Using the data beneath, show every line that includes the word "returns".
───── INPUT ─────
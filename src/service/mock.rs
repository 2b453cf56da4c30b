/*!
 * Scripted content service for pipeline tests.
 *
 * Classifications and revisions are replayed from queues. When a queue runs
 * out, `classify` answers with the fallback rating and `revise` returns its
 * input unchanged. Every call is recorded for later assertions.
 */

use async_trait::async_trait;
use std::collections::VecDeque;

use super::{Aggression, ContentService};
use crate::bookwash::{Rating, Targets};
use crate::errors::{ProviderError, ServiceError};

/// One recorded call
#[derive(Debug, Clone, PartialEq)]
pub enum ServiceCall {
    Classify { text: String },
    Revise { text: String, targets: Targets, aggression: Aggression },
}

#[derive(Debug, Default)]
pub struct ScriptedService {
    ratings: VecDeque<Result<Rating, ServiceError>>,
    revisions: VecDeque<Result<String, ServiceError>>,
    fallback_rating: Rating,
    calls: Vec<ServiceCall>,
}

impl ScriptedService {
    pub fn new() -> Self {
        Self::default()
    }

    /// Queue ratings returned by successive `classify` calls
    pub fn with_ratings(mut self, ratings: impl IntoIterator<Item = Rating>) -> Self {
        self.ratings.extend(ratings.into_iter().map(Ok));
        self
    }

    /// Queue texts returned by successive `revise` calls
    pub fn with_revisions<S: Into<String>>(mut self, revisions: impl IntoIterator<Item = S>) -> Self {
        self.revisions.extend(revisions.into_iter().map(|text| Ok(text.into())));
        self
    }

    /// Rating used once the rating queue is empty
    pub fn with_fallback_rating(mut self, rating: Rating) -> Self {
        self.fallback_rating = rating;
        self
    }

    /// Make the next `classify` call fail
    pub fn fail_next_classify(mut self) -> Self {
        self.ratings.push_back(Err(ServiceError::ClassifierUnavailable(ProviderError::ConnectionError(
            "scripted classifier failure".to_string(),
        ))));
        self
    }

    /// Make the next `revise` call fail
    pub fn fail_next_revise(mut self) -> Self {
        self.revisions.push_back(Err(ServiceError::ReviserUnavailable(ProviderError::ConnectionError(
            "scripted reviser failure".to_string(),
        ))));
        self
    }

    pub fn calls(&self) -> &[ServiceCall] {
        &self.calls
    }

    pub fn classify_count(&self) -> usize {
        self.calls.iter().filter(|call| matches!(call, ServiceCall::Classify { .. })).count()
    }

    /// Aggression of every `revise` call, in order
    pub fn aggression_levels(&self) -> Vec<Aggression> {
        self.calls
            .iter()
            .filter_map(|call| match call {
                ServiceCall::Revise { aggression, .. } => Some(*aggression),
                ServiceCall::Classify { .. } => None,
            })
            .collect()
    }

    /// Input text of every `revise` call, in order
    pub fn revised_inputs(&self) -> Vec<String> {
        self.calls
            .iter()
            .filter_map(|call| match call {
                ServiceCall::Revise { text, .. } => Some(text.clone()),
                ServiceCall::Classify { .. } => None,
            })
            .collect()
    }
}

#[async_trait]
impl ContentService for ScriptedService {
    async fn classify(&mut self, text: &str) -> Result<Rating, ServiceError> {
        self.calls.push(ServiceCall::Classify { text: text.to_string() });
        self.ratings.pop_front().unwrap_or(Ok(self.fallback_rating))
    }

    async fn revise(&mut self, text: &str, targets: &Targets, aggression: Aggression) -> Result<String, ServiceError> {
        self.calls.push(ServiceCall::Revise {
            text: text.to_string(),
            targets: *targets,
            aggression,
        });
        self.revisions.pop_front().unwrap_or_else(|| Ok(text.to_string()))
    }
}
─────
───── INPUT ─────
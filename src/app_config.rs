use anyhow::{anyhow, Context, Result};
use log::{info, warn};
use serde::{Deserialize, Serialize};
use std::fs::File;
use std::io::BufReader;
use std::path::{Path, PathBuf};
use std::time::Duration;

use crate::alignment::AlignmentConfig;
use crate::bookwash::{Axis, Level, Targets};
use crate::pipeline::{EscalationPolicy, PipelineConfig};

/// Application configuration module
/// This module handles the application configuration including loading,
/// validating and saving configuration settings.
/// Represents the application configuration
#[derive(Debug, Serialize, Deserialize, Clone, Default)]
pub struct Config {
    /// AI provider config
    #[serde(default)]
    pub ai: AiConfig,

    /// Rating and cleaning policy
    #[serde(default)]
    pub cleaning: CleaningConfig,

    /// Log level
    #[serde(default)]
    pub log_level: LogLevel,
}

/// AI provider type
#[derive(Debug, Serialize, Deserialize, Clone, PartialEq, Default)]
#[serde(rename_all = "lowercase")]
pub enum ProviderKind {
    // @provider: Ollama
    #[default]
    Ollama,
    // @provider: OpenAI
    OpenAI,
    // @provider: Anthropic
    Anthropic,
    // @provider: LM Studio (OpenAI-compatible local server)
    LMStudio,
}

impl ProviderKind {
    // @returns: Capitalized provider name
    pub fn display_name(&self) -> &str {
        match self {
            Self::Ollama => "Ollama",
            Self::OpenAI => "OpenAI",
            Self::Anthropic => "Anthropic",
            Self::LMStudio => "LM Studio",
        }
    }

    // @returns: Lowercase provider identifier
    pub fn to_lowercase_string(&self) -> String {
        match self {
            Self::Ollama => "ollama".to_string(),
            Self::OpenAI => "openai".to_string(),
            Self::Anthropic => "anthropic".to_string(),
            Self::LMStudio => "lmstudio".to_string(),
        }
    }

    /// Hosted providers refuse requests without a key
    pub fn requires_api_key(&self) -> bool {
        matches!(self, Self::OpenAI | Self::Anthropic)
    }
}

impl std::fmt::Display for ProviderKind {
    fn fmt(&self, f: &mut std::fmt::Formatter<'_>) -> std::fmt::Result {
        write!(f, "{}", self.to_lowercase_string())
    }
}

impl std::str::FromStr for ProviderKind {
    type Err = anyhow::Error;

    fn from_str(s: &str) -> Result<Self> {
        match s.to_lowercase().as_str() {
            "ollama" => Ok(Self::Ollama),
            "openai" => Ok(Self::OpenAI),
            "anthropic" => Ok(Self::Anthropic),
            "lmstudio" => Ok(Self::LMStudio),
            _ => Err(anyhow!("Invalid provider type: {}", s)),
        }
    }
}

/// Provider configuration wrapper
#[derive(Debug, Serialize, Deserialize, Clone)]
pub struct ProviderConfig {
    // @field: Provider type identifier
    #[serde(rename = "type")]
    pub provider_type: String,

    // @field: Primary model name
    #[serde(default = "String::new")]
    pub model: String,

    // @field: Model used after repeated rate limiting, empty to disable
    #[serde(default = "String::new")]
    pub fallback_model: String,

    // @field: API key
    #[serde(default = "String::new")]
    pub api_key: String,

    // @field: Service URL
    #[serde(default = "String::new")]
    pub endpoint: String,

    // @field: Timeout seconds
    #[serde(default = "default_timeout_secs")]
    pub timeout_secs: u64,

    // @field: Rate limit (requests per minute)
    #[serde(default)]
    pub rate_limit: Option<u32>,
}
─────
- SOLUTION:
 * out, `classify` answers with the fallback rating and `revise` returns its
    // @returns: Capitalized provider name
    // @returns: Lowercase provider identifier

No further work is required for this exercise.